Objective: This study aimed to advance methods for the objective diagnosis and treatment of trauma in emergencies across LMICs by examining neural, cognitive, and biometric markers and the efficacy of the eResilience app, a neuroscience-informed mobile health mental health app intervention, via changes in clinical symptomatology, cognitive performance, and brain activity.

Methods: Trauma-exposed African refugees residing in Australia were selected for this study. A research software version of the eResilience app with advanced monitoring capabilities was designed for this trial. Participants completed the eResilience app at home during a 7-day period. Clinical, cognitive, and electrophysiological data were collected at baseline, along with posttest measurements to examine biomarkers of trauma and the efficacy of the proposed digital intervention for the treatment of trauma and its potential outcomes, including depression, anxiety, physical symptoms, self-harm, substance misuse, and cognitive impairment. In addition, biofeedback, well-being, and subjective stress data points were collected via the app during the treatment week, followed by clinical interviews at 1, 3, 6, and 12 months after the intervention.

Results: Data collection was conducted between 2018 and 2020. A total of 100 participants exposed to war were screened; 75 (75%) were enrolled and assigned to a trauma-exposed control (38/75, 51%) or posttraumatic stress disorder condition (37/75, 49%); and 70 (70%) completed all baseline, treatment, and posttest assessments. A total of 89% (62/70) of those who completed the intervention opted to enroll in the 3-, 6-, and 12-month follow-ups. Data collection is complete. As of May 2022, the results of all proposed analyses are being prepared for publication. If proven efficacious, this proof-of-concept clinical trial will inform fully powered randomized clinical trials in LMICs to further develop artificial intelligence–powered, app-based diagnostic and prognostic features and determine the app’s cross-cultural efficacy for the treatment of trauma in emergency settings.

Conclusions: This protocol provides researchers with a comprehensive background of the study rationale, a detailed guideline for replication studies interested in examining the feasibility and efficacy of the eResilience app across varied demographics, and a robust framework for investigating low-cost objective diagnostic markers in mental health interventions. Methodological limitations and suggestions are also provided.
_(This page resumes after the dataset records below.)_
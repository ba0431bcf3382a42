//! Logging configuration

use serde::{Deserialize, Serialize};
use std::collections::HashMap;
use std::str::FromStr;

/// Log output format
#[derive(Debug, Clone, Copy, PartialEq, Eq, Serialize, Deserialize, Default)]
#[serde(rename_all = "snake_case")]
pub enum LogFormat {
    /// Human-readable multi-line output
    #[default]
    Pretty,
    /// One JSON object per event
    Json,
}

impl FromStr for LogFormat {
    type Err = String;

    fn from_str(s: &str) -> Result<Self, Self::Err> {
        match s.to_lowercase().as_str() {
            "pretty" => Ok(LogFormat::Pretty),
            "json" => Ok(LogFormat::Json),
            _ => Err(format!("Invalid log format: {}", s)),
        }
    }
}

/// Logging configuration
#[derive(Debug, Clone, Serialize, Deserialize)]
#[serde(default)]
pub struct LoggingConfig {
    pub level: String,
    pub format: LogFormat,
    /// Per-module levels, e.g. `{"orchestrator": "debug"}`
    #[serde(skip_serializing_if = "Option::is_none")]
    pub component_levels: Option<HashMap<String, String>>,
    /// Include a preview of caller text in log events.
    /// WARNING: caller text may contain secrets pasted from stack traces.
    pub enable_content_logging: bool,
    /// Preview length when content logging is on.
    pub preview_chars: usize,
}

impl Default for LoggingConfig {
    fn default() -> Self {
        Self {
            level: "info".to_string(),
            format: LogFormat::Pretty,
            component_levels: None,
            enable_content_logging: false,
            preview_chars: 80,
        }
    }
}
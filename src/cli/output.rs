//! Output formatting helpers for CLI commands

use crate::tier::{TierPolicies, TierPolicy};
use crate::types::{AnalysisResult, FollowUp, Severity};
use colored::Colorize;
use comfy_table::{presets::UTF8_FULL, Cell, ContentArrangement, Table};
use serde::Serialize;
use serde_json::json;

/// View model for tier display
#[derive(Debug, Clone, Serialize)]
pub struct TierView {
    pub tier: String,
    pub concurrency: u32,
    pub per_minute: u32,
    pub chain: Vec<String>,
    pub features: Vec<&'static str>,
}

impl From<&TierPolicy> for TierView {
    fn from(policy: &TierPolicy) -> Self {
        let flags = policy.features();
        let features = [
            (flags.conversation_memory, "memory"),
            (flags.clarification, "clarification"),
            (flags.reference_lookup, "lookup"),
            (flags.batch, "batch"),
        ]
        .into_iter()
        .filter_map(|(on, name)| on.then_some(name))
        .collect();

        Self {
            tier: policy.tier().to_string(),
            concurrency: policy.concurrency(),
            per_minute: policy.per_minute(),
            chain: policy
                .chain()
                .iter()
                .map(|b| format!("{}/{}", b.provider, b.model))
                .collect(),
            features,
        }
    }
}

pub fn tier_views(policies: &TierPolicies) -> Vec<TierView> {
    policies.iter().map(TierView::from).collect()
}

/// Format tiers as a table
pub fn format_tiers_table(tiers: &[TierView]) -> String {
    let mut table = Table::new();
    table.load_preset(UTF8_FULL);
    table.set_content_arrangement(ContentArrangement::Dynamic);
    table.set_header(vec!["Tier", "Concurrency", "Per Minute", "Chain", "Features"]);

    for t in tiers {
        let features = if t.features.is_empty() {
            "-".dimmed().to_string()
        } else {
            t.features.join(", ")
        };
        table.add_row(vec![
            Cell::new(&t.tier),
            Cell::new(t.concurrency),
            Cell::new(t.per_minute),
            Cell::new(t.chain.join(" → ")),
            Cell::new(features),
        ]);
    }

    table.to_string()
}

/// Format tiers as JSON
pub fn format_tiers_json(tiers: &[TierView]) -> serde_json::Result<String> {
    serde_json::to_string_pretty(&json!({ "tiers": tiers }))
}

fn severity_label(severity: Severity) -> String {
    let label = severity.to_string();
    match severity {
        Severity::Low => label.green().to_string(),
        Severity::Medium => label.yellow().to_string(),
        Severity::High => label.red().to_string(),
        Severity::Critical => label.red().bold().to_string(),
    }
}

/// Human-readable rendering of an answer.
pub fn format_result_text(result: &AnalysisResult) -> String {
    let mut out = String::new();

    if result.degraded {
        out.push_str(&format!(
            "{}\n\n",
            "⚠ Degraded answer: analysis services were unavailable".yellow()
        ));
    }

    out.push_str(&format!("{}\n{}\n\n", "Explanation".bold(), result.explanation));
    out.push_str(&format!("{}\n{}\n", "Solution".bold(), result.solution));

    if let Some(code) = &result.code_example {
        out.push_str(&format!("\n{}\n{}\n", "Example".bold(), code.cyan()));
    }

    let tags = if result.tags.is_empty() {
        String::new()
    } else {
        format!(
            "  tags: {}",
            result.tags.iter().cloned().collect::<Vec<_>>().join(", ")
        )
    };
    out.push_str(&format!(
        "\n{}",
        format!(
            "category: {}  severity: {}  confidence: {:.0}%{}",
            result.category,
            severity_label(result.severity),
            result.confidence * 100.0,
            tags
        )
        .dimmed()
    ));
    out.push_str(&format!(
        "\n{}",
        format!(
            "answered by {}/{} in {}ms",
            result.provider, result.model, result.latency_ms
        )
        .dimmed()
    ));

    out
}

/// Human-readable rendering of clarification questions.
pub fn format_follow_up_text(follow_up: &FollowUp) -> String {
    let mut out = format!("{}\n", "A few questions first:".bold());
    for (i, question) in follow_up.questions.iter().enumerate() {
        out.push_str(&format!("  {}. {}\n", i + 1, question));
    }
    out.trim_end().to_string()
}

#[cfg(test)]
mod tests {
    use super::*;
    use crate::agent::degraded_result;
    use crate::tier::Tier;
    use std::collections::BTreeMap;

    #[test]
    fn test_tier_view_from_policy() {
        let view = TierView::from(&TierPolicy::builtin(Tier::Free));
        assert_eq!(view.tier, "free");
        assert_eq!(view.concurrency, 2);
        assert_eq!(view.chain.last().map(String::as_str), Some("canned/canned-v1"));
        assert!(view.features.is_empty());
    }

    #[test]
    fn test_format_tiers_table() {
        colored::control::set_override(false);
        let output = format_tiers_table(&tier_views(&TierPolicies::builtin()));
        assert!(output.contains("Tier"));
        assert!(output.contains("team"));
        assert!(output.contains("batch"));
    }

    #[test]
    fn test_format_tiers_json() {
        let output = format_tiers_json(&tier_views(&TierPolicies::builtin())).unwrap();
        let parsed: serde_json::Value = serde_json::from_str(&output).unwrap();
        assert_eq!(parsed["tiers"].as_array().unwrap().len(), 3);
        assert_eq!(parsed["tiers"][2]["concurrency"], 10);
    }

    #[test]
    fn test_format_degraded_result() {
        colored::control::set_override(false);
        let output = format_result_text(&degraded_result(Some("network")));
        assert!(output.starts_with("⚠ Degraded answer"));
        assert!(output.contains("answered by canned/canned-v1"));
        assert!(output.contains("confidence: 20%"));
    }

    #[test]
    fn test_format_follow_up() {
        let output = format_follow_up_text(&FollowUp {
            conversation_id: "c".to_string(),
            questions: vec!["Which OS?".to_string(), "Any error code?".to_string()],
            known_context: BTreeMap::new(),
        });
        assert!(output.contains("1. Which OS?"));
        assert!(output.contains("2. Any error code?"));
    }
}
Trial Registration: Australian New Zealand Clinical Trials Registry ACTRN12616001205426;

International Registered Report Identifier (IRRID): RR1-10.2196/38223

JMIR Res Protoc 2022;11(6):e38223




Nations worldwide face the continuous challenge of addressing the complex and varied consequences of past, current, and evolving humanitarian emergencies. The United Nations Office for the Coordination of Humanitarian Affairs estimates that there are currently 234 million vulnerable people across 56 countries affected by war and conflict, climate change, hunger, and the COVID-19 pandemic [1]. Humanitarian emergencies, whether man-made, natural hazards, or public health crises, are often characterized by loss of life, mass-scale displacement, security risks for aid workers, economic crises, political tension, and wearying of public health systems leading to constraints in the provision of large-scale health care for the affected population. Although the psychological aftermath of disasters is still overlooked in emergency responses, the growing global recognition of the burden of mental health [2] disease has prompted many scientific studies on the long-term implications of psychological distress in humanitarian crises. This burden is well-documented across the domains of justice, peace and reconciliation [3-7], policy and legislation [8], and its impact on the economy [9,10], with a presumably accentuated economic impact in low- and middle-income countries with fragile health systems [11]. Therefore, understanding and addressing the mental health outcomes of disasters can not only promote the health of populations affected by adversity but also alleviate the burden across all societal domains affected. However, to address such issues, innovations are needed to resolve some of the core pressing clinical challenges faced by humanitarian actors, such as discrepancies in subjective diagnostic tools and costly mental health treatment protocols that require specialized clinicians and that, for the most part, lack cultural sensitivity.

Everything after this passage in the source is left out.